Kebhinekaan suku bangsa sebagai Bangsa Indonesia harus terus dijaga, dibina dan dikelola dengan baik. Di balik kebhinekaan tersebut, selain sisi positif sebagai kekuatan potensi budaya dan wisata, akan tetapi juga mempunyai potensi negatif karena dapat memicu konflik atau permusuhan antar etnis yang akan merugikan bagi NKRI. Dalam perjalanan sejarah bangsa, konflik yang disebabkan karena latar belakang etnis/suku, agama, golongan dan kelompok yang dikenal dengan sebutan konflik SARA, sering terjadi bahkan sampai sekarang masih juga terjadi. Perubahan sistem politik dari otoritarian ke demokrasi tidak berarti eskalasi konflik sosial menurun. Pada waktu orde baru, konflik sosial berbau SARA menyeruak terjadi di mana-mana. Tahun 1996 terjadi kerusuhan sosial di Situbondo, disusul tahun-tahun berikutnya di Tasikmalaya, Rengasdengklok, Sanggau Ledo (Kalbar), Banjarmasin, Karawang, Tegal, Ambon, Maluku Utara, Poso, dan tempat-tempat lain yang eskalasinya lebih kecil. Sepanjang tahun 2010 terjadi pembakaran dan pengrusakan di mana-mana terhadap tempat ibadah, sekolah dan rumah milik kelompok Ahmadiyah bahkan sampai terjadi pembunuhan (Cikeusik, Pandeglang). Pada bulan Februari 2011 terjadi pembakaran gereja dan mobil terjadi di Temanggung.

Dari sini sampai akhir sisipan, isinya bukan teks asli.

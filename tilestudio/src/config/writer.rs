//! INI serialization: [`ConfigFile`] → commented `config.ini` text.

use super::ConfigFile;

/// Convert a `ConfigFile` to a commented INI string for saving.
pub(super) fn to_config_string(config: &ConfigFile) -> String {
    format!(
        r#"[server]
; Address the HTTP server listens on
bind = {}

[tiles]
; Cache lifetime of tiles, in seconds (default: 3600)
cache_max_age = {}
; Cache lifetime of UTFGrids, in seconds (default: 86400)
grid_max_age = {}

[static]
; Maximum output pixels (width x height x scale^2) of a static map
; (default: 400000000, a 20000 x 20000 image)
pixel_limit = {}
; Concurrent tile fetches per static map (default: 8)
workers = {}
; JPEG quality when a request names none, 1-100 (default: 80)
jpeg_quality = {}

[ledger]
; Render errors remembered per style (default: 32)
capacity = {}

[logging]
; Directory for log files (default: ~/.tilestudio/logs)
directory = {}
; Log file name (default: tilestudio.log)
file = {}
"#,
        config.server.bind,
        config.tiles.cache_max_age,
        config.tiles.grid_max_age,
        config.static_maps.pixel_limit,
        config.static_maps.workers,
        config.static_maps.jpeg_quality,
        config.ledger.capacity,
        config.logging.directory.display(),
        config.logging.file,
    )
}

#[cfg(test)]
mod tests {
    use super::*;

    #[test]
    fn test_contains_every_section() {
        let content = to_config_string(&ConfigFile::default());
        for section in ["[server]", "[tiles]", "[static]", "[ledger]", "[logging]"] {
            assert!(content.contains(section), "missing {}", section);
        }
        assert!(content.contains("bind = 127.0.0.1:3000"));
        assert!(content.contains("grid_max_age = 86400"));
    }
}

Konflik yang popular dengan sebutan konflik SARA (Suku, Agama, Ras, Antar golongan) dapat berlangsung dengan skala besar sedang dan kecil. Konflik SARA dapat berlangsung secara terbuka (manifest) maupun terselubung (laten). Konflik yang terbuka sangat berbahaya karena dapat jatuh korban harta benda dan manusia, bahkan kalau tidak diselesaikan dengan baik akan mengancam NKRI. Konflik terselubung biasanya merupakatan kompetisi/persaingan dalam berbagai bidang kehidupan yang tidak muncul ke permukaan tetapi sering dijadikan bahan pembicaraan untuk pertimbangan dan masukan dalam suatu tindakan. Misalnya, dalam pilkada langsung, acapkali terjadi persaingan antara suatu etnis tertentu atau kelompok tertentu, atau etnis dijadikan basis perhitungan perolehan suara. Atau dalam kehidupan agama, kelompok atau aliran dalam agama sering terjadi persaingan atau permusuhan antar penganutnya.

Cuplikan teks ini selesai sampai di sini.